A Pig Returns to the Farm, Thumbing His Snout at Orwell

Yoshie Furuhashi furuhashi.1 at osu.edu
Wed Nov 27 13:16:56 PST 2002


From: Peter K. (peterk at enteract.com)
>>The destruction of the natural environment was not a conscious motive
>>of Islamic fundamentalists (at least they have yet to make it the
>>center of their grievances), but if you think of the environment in a
>>broader sense of the word, including social, political, economic, and
>>cultural, the analogy makes sense.
>--------
>I'm all for context, but that's a stretch.
>
>http://www.nytimes.com/2002/11/27/international/africa/27NIGE.html
>page A10
>Nigeria State Officials Urge Muslims to Kill Fashion Writer
>By AGENCE FRANCE-PRESSE
>
>KANO, Nigeria, Nov. 26 (Agence France-Presse) - The government of a
>mainly Muslim state in northern Nigeria urged believers today to
>kill a woman who wrote an article about the Miss World pageant that
>was seen as insulting to the Prophet Muhammad.

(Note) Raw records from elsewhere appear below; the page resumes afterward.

//! Layout tree.
//!
//! A [`Tree`] owns every node of one page in a generational arena. Nodes refer
//! to each other through [`NodeId`]s: a container lists its children in reading
//! order, and every node keeps a non-owning back-reference to its parent.
//! Destroying a node bumps the generation of its slot, so a stale id never
//! resolves to a node allocated later in the same slot.

use serde::{Deserialize, Serialize};

use super::BoundingBox;
use crate::error::{Error, Result};

/// Handle to a node inside a [`Tree`].
#[derive(Debug, Clone, Copy, PartialEq, Eq, Hash)]
pub struct NodeId {
    index: u32,
    generation: u32,
}

/// The five fixed levels of a positioned OCR page.
#[derive(Debug, Clone, Copy, PartialEq, Eq, Hash, Serialize, Deserialize)]
#[serde(rename_all = "snake_case")]
pub enum Level {
    /// Whole page
    Page,
    /// Column, text area
    Column,
    /// Paragraph
    Paragraph,
    /// Line of text
    Line,
    /// Single word, always a leaf
    Word,
}

impl Level {
    /// All levels, outermost first.
    pub const ALL: [Level; 5] = [
        Level::Page,
        Level::Column,
        Level::Paragraph,
        Level::Line,
        Level::Word,
    ];

    /// Tag used for this level in djvused scripts.
    pub fn tag(&self) -> &'static str {
        match self {
            Level::Page => "page",
            Level::Column => "column",
            Level::Paragraph => "para",
            Level::Line => "line",
            Level::Word => "word",
        }
    }

    /// Look a level up by its djvused tag.
    pub fn from_tag(tag: &str) -> Option<Level> {
        Level::ALL.into_iter().find(|level| level.tag() == tag)
    }

    /// Level expected for the children of this level.
    pub fn child(&self) -> Option<Level> {
        match self {
            Level::Page => Some(Level::Column),
            Level::Column => Some(Level::Paragraph),
            Level::Paragraph => Some(Level::Line),
            Level::Line => Some(Level::Word),
            Level::Word => None,
        }
    }

    /// Check if nodes of this level are leaves.
    pub fn is_leaf(&self) -> bool {
        matches!(self, Level::Word)
    }
}

impl std::fmt::Display for Level {
    fn fmt(&self, f: &mut std::fmt::Formatter<'_>) -> std::fmt::Result {
        f.write_str(self.tag())
    }
}

/// What a node owns.
#[derive(Debug, Clone, PartialEq)]
pub enum Content {
    /// Literal text of a word
    Text(String),
    /// Children in reading order
    Children(Vec<NodeId>),
}

/// A single node of the layout tree.
#[derive(Debug, Clone)]
pub struct Node {
    /// Hierarchy level
    pub level: Level,
    /// Bounding box
    pub bbox: BoundingBox,
    parent: Option<NodeId>,
    content: Content,
}

impl Node {
    fn new(level: Level, parent: Option<NodeId>) -> Self {
        let content = if level.is_leaf() {
            Content::Text(String::new())
        } else {
            Content::Children(Vec::new())
        };
        Self {
            level,
            bbox: BoundingBox::default(),
            parent,
            content,
        }
    }

    /// Parent back-reference, `None` for a root or detached node.
    pub fn parent(&self) -> Option<NodeId> {
        self.parent
    }

    /// Owned content.
    pub fn content(&self) -> &Content {
        &self.content
    }

    /// Word text, `None` for containers.
    pub fn text(&self) -> Option<&str> {
        match &self.content {
            Content::Text(text) => Some(text),
            Content::Children(_) => None,
        }
    }

    /// Child ids, empty for words.
    pub fn children(&self) -> &[NodeId] {
        match &self.content {
            Content::Children(children) => children,
            Content::Text(_) => &[],
        }
    }

    /// Check if this node is a word leaf.
    pub fn is_leaf(&self) -> bool {
        matches!(self.content, Content::Text(_))
    }
}

struct Slot {
    generation: u32,
    node: Option<Node>,
}

/// Arena owning the nodes of one page.
#[derive(Default)]
pub struct Tree {
    slots: Vec<Slot>,
    free: Vec<u32>,
    len: usize,
    root: Option<NodeId>,
}

impl Tree {
    /// Create an empty tree.
    pub fn new() -> Self {
        Self::default()
    }

    /// Create a tree with a single page node as root.
    pub fn with_page(bbox: BoundingBox) -> Self {
        let mut tree = Self::new();
        let page = tree.new_node(Level::Page, None);
        tree.set_bbox(page, bbox);
        tree.root = Some(page);
        tree
    }

    /// Root page, if any.
    pub fn root(&self) -> Option<NodeId> {
        self.root
    }

    /// Set the root node.
    pub fn set_root(&mut self, id: NodeId) -> Result<()> {
        self.get(id).ok_or_else(|| stale(id))?;
        self.root = Some(id);
        Ok(())
    }

    /// Number of live nodes.
    pub fn len(&self) -> usize {
        self.len
    }

    /// Check if the tree holds no nodes.
    pub fn is_empty(&self) -> bool {
        self.len == 0
    }

    // ---------------------------------------------------------------------
    // Creation and linking
    // ---------------------------------------------------------------------

    /// Create an unattached node with a zero box and no content.
    ///
    /// `parent` is recorded as the back-reference only; the caller links the
    /// node with [`attach_child`](Self::attach_child) or
    /// [`append_sibling`](Self::append_sibling).
    pub fn new_node(&mut self, level: Level, parent: Option<NodeId>) -> NodeId {
        let node = Node::new(level, parent);
        self.len += 1;
        if let Some(index) = self.free.pop() {
            let slot = &mut self.slots[index as usize];
            slot.node = Some(node);
            NodeId {
                index,
                generation: slot.generation,
            }
        } else {
            let index = self.slots.len() as u32;
            self.slots.push(Slot {
                generation: 0,
                node: Some(node),
            });
            NodeId {
                index,
                generation: 0,
            }
        }
    }

    /// Create an unattached word with the given text.
    pub fn new_word(&mut self, parent: Option<NodeId>, text: impl Into<String>) -> NodeId {
        let id = self.new_node(Level::Word, parent);
        if let Some(node) = self.get_mut(id) {
            node.content = Content::Text(text.into());
        }
        id
    }

    /// Append `child` to the end of `parent`'s children and point it back at `parent`.
    ///
    /// The child must sit exactly one level below the parent.
    pub fn attach_child(&mut self, parent: NodeId, child: NodeId) -> Result<()> {
        let child_level = self.get(child).ok_or_else(|| stale(child))?.level;
        let parent_level = self.get(parent).ok_or_else(|| stale(parent))?.level;
        if !parent_level.is_leaf() && parent_level.child() != Some(child_level) {
            return Err(Error::malformed(format!(
                "'{}' cannot be nested in '{}'",
                child_level, parent_level
            )));
        }
        match self.get_mut(parent).map(|node| &mut node.content) {
            Some(Content::Children(children)) => children.push(child),
            Some(Content::Text(_)) => {
                return Err(Error::malformed("a word cannot have children"));
            }
            None => return Err(stale(parent)),
        }
        if let Some(node) = self.get_mut(child) {
            node.parent = Some(parent);
        }
        Ok(())
    }

    /// Insert `sibling` directly after `node` in the parent's children.
    pub fn append_sibling(&mut self, node: NodeId, sibling: NodeId) -> Result<()> {
        let sibling_level = self.get(sibling).ok_or_else(|| stale(sibling))?.level;
        let current = self.get(node).ok_or_else(|| stale(node))?;
        if current.level != sibling_level {
            return Err(Error::malformed(format!(
                "'{}' cannot be a sibling of '{}'",
                sibling_level, current.level
            )));
        }
        let parent = current
            .parent
            .ok_or_else(|| Error::malformed("cannot add a sibling to a detached node"))?;

        match self.get_mut(parent).map(|p| &mut p.content) {
            Some(Content::Children(children)) => {
                let at = children
                    .iter()
                    .position(|&c| c == node)
                    .map(|i| i + 1)
                    .unwrap_or(children.len());
                children.insert(at, sibling);
            }
            _ => return Err(stale(parent)),
        }
        if let Some(sib) = self.get_mut(sibling) {
            sib.parent = Some(parent);
        }
        Ok(())
    }

    /// Recursively free `id` and everything it owns.
    ///
    /// The node is unlinked from its parent's children first. Missing links
    /// are tolerated, so a half-built subtree can be released. Returns the
    /// number of nodes freed.
    pub fn destroy(&mut self, id: NodeId) -> usize {
        if let Some(parent) = self.get(id).and_then(|n| n.parent) {
            if let Some(Content::Children(children)) = self.get_mut(parent).map(|p| &mut p.content)
            {
                children.retain(|&c| c != id);
            }
        }
        if self.root == Some(id) {
            self.root = None;
        }
        self.free_subtree(id)
    }

    fn free_subtree(&mut self, id: NodeId) -> usize {
        let Some(node) = self.take(id) else {
            return 0;
        };
        let mut freed = 1;
        if let Content::Children(children) = node.content {
            for child in children {
                freed += self.free_subtree(child);
            }
        }
        freed
    }

    fn take(&mut self, id: NodeId) -> Option<Node> {
        let slot = self.slots.get_mut(id.index as usize)?;
        if slot.generation != id.generation {
            return None;
        }
        let node = slot.node.take()?;
        slot.generation = slot.generation.wrapping_add(1);
        self.free.push(id.index);
        self.len -= 1;
        Some(node)
    }

    // ---------------------------------------------------------------------
    // Access
    // ---------------------------------------------------------------------

    /// Look a node up, `None` if it was destroyed.
    pub fn get(&self, id: NodeId) -> Option<&Node> {
        let slot = self.slots.get(id.index as usize)?;
        if slot.generation != id.generation {
            return None;
        }
        slot.node.as_ref()
    }

    /// Mutable lookup.
    pub fn get_mut(&mut self, id: NodeId) -> Option<&mut Node> {
        let slot = self.slots.get_mut(id.index as usize)?;
        if slot.generation != id.generation {
            return None;
        }
        slot.node.as_mut()
    }

    /// Check if `id` still refers to a live node.
    pub fn contains(&self, id: NodeId) -> bool {
        self.get(id).is_some()
    }

    /// Children of `id` in reading order.
    pub fn children(&self, id: NodeId) -> &[NodeId] {
        self.get(id).map(Node::children).unwrap_or(&[])
    }

    /// Parent of `id`.
    pub fn parent(&self, id: NodeId) -> Option<NodeId> {
        self.get(id).and_then(Node::parent)
    }

    /// Level of `id`.
    pub fn level(&self, id: NodeId) -> Option<Level> {
        self.get(id).map(|n| n.level)
    }

    /// Box of `id`.
    pub fn bbox(&self, id: NodeId) -> Option<BoundingBox> {
        self.get(id).map(|n| n.bbox)
    }

    /// Replace the box of `id`.
    pub fn set_bbox(&mut self, id: NodeId, bbox: BoundingBox) {
        if let Some(node) = self.get_mut(id) {
            node.bbox = bbox;
        }
    }

    /// Text of a word.
    pub fn text(&self, id: NodeId) -> Option<&str> {
        self.get(id).and_then(Node::text)
    }

    /// Replace the text of a word.
    pub fn set_text(&mut self, id: NodeId, text: impl Into<String>) -> Result<()> {
        match self.get_mut(id).map(|n| &mut n.content) {
            Some(Content::Text(current)) => {
                *current = text.into();
                Ok(())
            }
            Some(Content::Children(_)) => Err(Error::malformed("only words carry text")),
            None => Err(stale(id)),
        }
    }

    /// Depth-first, pre-order walk of the subtree rooted at `id`.
    pub fn descendants(&self, id: NodeId) -> Descendants<'_> {
        let stack = if self.contains(id) { vec![id] } else { Vec::new() };
        Descendants { tree: self, stack }
    }

    /// All nodes of `level` under the root, in reading order.
    pub fn nodes_at(&self, level: Level) -> Vec<NodeId> {
        match self.root {
            Some(root) => self
                .descendants(root)
                .filter(|&id| self.level(id) == Some(level))
                .collect(),
            None => Vec::new(),
        }
    }

    /// Structural equality: same levels, boxes and word text in the same order.
    pub fn same_structure(&self, other: &Tree) -> bool {
        match (self.root, other.root) {
            (Some(a), Some(b)) => self.same_subtree(a, other, b),
            (None, None) => true,
            _ => false,
        }
    }

    fn same_subtree(&self, a: NodeId, other: &Tree, b: NodeId) -> bool {
        let (Some(na), Some(nb)) = (self.get(a), other.get(b)) else {
            return false;
        };
        if na.level != nb.level || na.bbox != nb.bbox || na.text() != nb.text() {
            return false;
        }
        let (ca, cb) = (na.children(), nb.children());
        ca.len() == cb.len()
            && ca
                .iter()
                .zip(cb)
                .all(|(&x, &y)| self.same_subtree(x, other, y))
    }
}

impl std::fmt::Debug for Tree {
    fn fmt(&self, f: &mut std::fmt::Formatter<'_>) -> std::fmt::Result {
        f.debug_struct("Tree")
            .field("len", &self.len)
            .field("root", &self.root)
            .finish()
    }
}

/// Iterator returned by [`Tree::descendants`].
pub struct Descendants<'a> {
    tree: &'a Tree,
    stack: Vec<NodeId>,
}

impl Iterator for Descendants<'_> {
    type Item = NodeId;

    fn next(&mut self) -> Option<NodeId> {
        let id = self.stack.pop()?;
        self.stack
            .extend(self.tree.children(id).iter().rev().copied());
        Some(id)
    }
}

fn stale(id: NodeId) -> Error {
    Error::malformed(format!("node {}:{} does not exist", id.index, id.generation))
}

There is no doubt that Islamism tries to gain an ideological mileage out of such issues as commodification of women's sexuality, increases in women's wage labor, changes in family structures, and so on, all framed as threats to the actual or ideal social, political, economic, and cultural environments. You can even find a number of female Islamist activists who make arguments on such issues quite similar to what male Islamist activists say. Such ideological framing is not unique to Islamism either. All religious fundamentalisms favor women's bodies, images, and social roles as ideological battlegrounds.